Tuol Sleng was run by former school teachers who sought to extract confessions of prisoners links to foreign intelligence agencies, including the CIA or KGB. When the prison was discovered by the Vietnamese, who in 1979 invaded the country and in doing so brought an end to Pol Pot’s regime, they found rotting corpses still in shackles and as well as torture implements. In an out building records and thousands of photos of victims were found, many of the latter are on display for visitors today to view.
From S-21 many of the prisoners were taken to an open space where they were executed at what became to be known as the killing fields. Some 343 of these gruesome sites – that the regime told prisoners was to be their “new house” – have been recorded in Cambodia. But many have found new uses, such as for growing rice, and their former use is not marked.
There was however one killing field I was able to visit at Choeung Ek, some 15km from downtown Phnom Penh, where more than 160 mass graves were found (in one containing the bodies of Pol Pot’s own soldiers the corpses were found to have no heads). It’s a poignant place where fragments of bones and items of clothing brought up by the rain can still be seen ingrained in the dirt path. Board walks that provide some protection from walking on the graves are only a recent addition. In the centre of the site, there is a stupa made up of 8,000 human skulls from some of the victims.
Between 17, 000 and 20,000 men, women and children were executed here, usually on the same day they arrived from the prison. Victims were made to kneel down, they were blindfolded and their arms were tied behind their back. They were then struck on the back of their heads with an iron pole, and the bodies rolled forwards into a freshly dug six meter ditch. On so called ‘magic trees’, loud speakers were hung enabling sounds to be played during the process to blot out the moaning.

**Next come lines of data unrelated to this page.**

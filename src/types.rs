use std::fmt;
use std::future::Future;
use std::pin::Pin;
use std::str::FromStr;
use std::time::Duration;

use serde::{Deserialize, Serialize};

/// Boxed future returned by the pluggable async seams (adapters, stores).
pub type BoxFuture<'a, T> = Pin<Box<dyn Future<Output = T> + Send + 'a>>;

/// Lifecycle status of a job record.
///
/// `Pending` and `Running` are the only non-terminal states; the other three
/// are sinks.
#[derive(Debug, Clone, Copy, PartialEq, Eq, Hash, Serialize, Deserialize)]
#[serde(rename_all = "lowercase")]
pub enum JobStatus {
    Pending,
    Running,
    Success,
    Failed,
    Cancelled,
}

impl JobStatus {
    pub fn is_terminal(self) -> bool {
        matches!(
            self,
            JobStatus::Success | JobStatus::Failed | JobStatus::Cancelled
        )
    }

    pub fn as_str(self) -> &'static str {
        match self {
            JobStatus::Pending => "pending",
            JobStatus::Running => "running",
            JobStatus::Success => "success",
            JobStatus::Failed => "failed",
            JobStatus::Cancelled => "cancelled",
        }
    }
}

impl fmt::Display for JobStatus {
    fn fmt(&self, f: &mut fmt::Formatter<'_>) -> fmt::Result {
        f.write_str(self.as_str())
    }
}

/// What the execution engine is asked to do with the target.
#[derive(Debug, Clone, Copy, PartialEq, Eq, Serialize, Deserialize)]
#[serde(rename_all = "lowercase")]
pub enum ExecutionMode {
    Review,
    Plan,
    Solve,
}

impl ExecutionMode {
    pub fn as_str(self) -> &'static str {
        match self {
            ExecutionMode::Review => "review",
            ExecutionMode::Plan => "plan",
            ExecutionMode::Solve => "solve",
        }
    }
}

impl Default for ExecutionMode {
    fn default() -> Self {
        ExecutionMode::Review
    }
}

impl fmt::Display for ExecutionMode {
    fn fmt(&self, f: &mut fmt::Formatter<'_>) -> fmt::Result {
        f.write_str(self.as_str())
    }
}

impl FromStr for ExecutionMode {
    type Err = String;

    fn from_str(s: &str) -> Result<Self, Self::Err> {
        match s.trim().to_lowercase().as_str() {
            "review" => Ok(ExecutionMode::Review),
            "plan" => Ok(ExecutionMode::Plan),
            "solve" => Ok(ExecutionMode::Solve),
            other => Err(format!(
                "invalid mode: {other} (expected \"review\", \"plan\" or \"solve\")"
            )),
        }
    }
}

/// Which execution back-end a deployment talks to.
///
/// Chosen once from `[adapter].kind`; never mixed within a job.
#[derive(Debug, Clone, Copy, PartialEq, Eq, Deserialize)]
#[serde(rename_all = "lowercase")]
pub enum AdapterKind {
    /// Remote execution service polled over HTTP.
    Remote,
    /// Locally spawned process whose output is streamed.
    Subprocess,
}

impl Default for AdapterKind {
    fn default() -> Self {
        AdapterKind::Remote
    }
}

impl FromStr for AdapterKind {
    type Err = String;

    fn from_str(s: &str) -> Result<Self, Self::Err> {
        match s.trim().to_lowercase().as_str() {
            "remote" => Ok(AdapterKind::Remote),
            "subprocess" => Ok(AdapterKind::Subprocess),
            other => Err(format!(
                "invalid adapter kind: {other} (expected \"remote\" or \"subprocess\")"
            )),
        }
    }
}

/// Where job records are persisted.
#[derive(Debug, Clone, Copy, PartialEq, Eq, Deserialize)]
#[serde(rename_all = "lowercase")]
pub enum StoreKind {
    /// In memory only (lost on restart).
    Memory,
    /// One JSON document per job under `[store].dir`.
    File,
}

impl Default for StoreKind {
    fn default() -> Self {
        StoreKind::Memory
    }
}

/// Parse a simple duration string like `"3s"`, `"250ms"`, `"1m"`, `"2h"`.
pub fn parse_duration(s: &str) -> Result<Duration, String> {
    let s = s.trim();
    if s.is_empty() {
        return Err("empty duration string".to_string());
    }

    // Find the boundary between digits and suffix.
    let idx = s
        .chars()
        .position(|c| !c.is_ascii_digit())
        .ok_or_else(|| format!("duration '{s}' missing unit suffix"))?;

    let (num_part, unit_part) = s.split_at(idx);
    let value: u64 = num_part
        .parse()
        .map_err(|e| format!("invalid duration number '{}': {}", num_part, e))?;
    let unit = unit_part.trim().to_lowercase();

    let secs_per_unit = match unit.as_str() {
        "ms" => return Ok(Duration::from_millis(value)),
        "s" => 1,
        "m" => 60,
        "h" => 60 * 60,
        _ => {
            return Err(format!(
                "unsupported duration unit '{}'; expected ms, s, m, or h",
                unit
            ));
        }
    };
    value
        .checked_mul(secs_per_unit)
        .map(Duration::from_secs)
        .ok_or_else(|| format!("duration '{s}' is too large"))
}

Executioners had the gruesome job of getting into the mass grave to ensure the victims were actually dead, but to be doubly sure they were then sprayed with a chemical, which had the added benefit of disguising the smell, so passers by would be less aware of what had gone on here.
Revolution in the making
After years of steadily building up support in rural parts of Cambodia, the big break-through for the Khmer Rouge came when they took Phnom Penh, the capital, on 17th April 1975. Over the next three years, eight months and 20 days (Cambodians today describe the term of terror very precisely) an estimated three million people were wiped out as Pol Pot and his followers subjected the population to a brutal and radical restructuring of society.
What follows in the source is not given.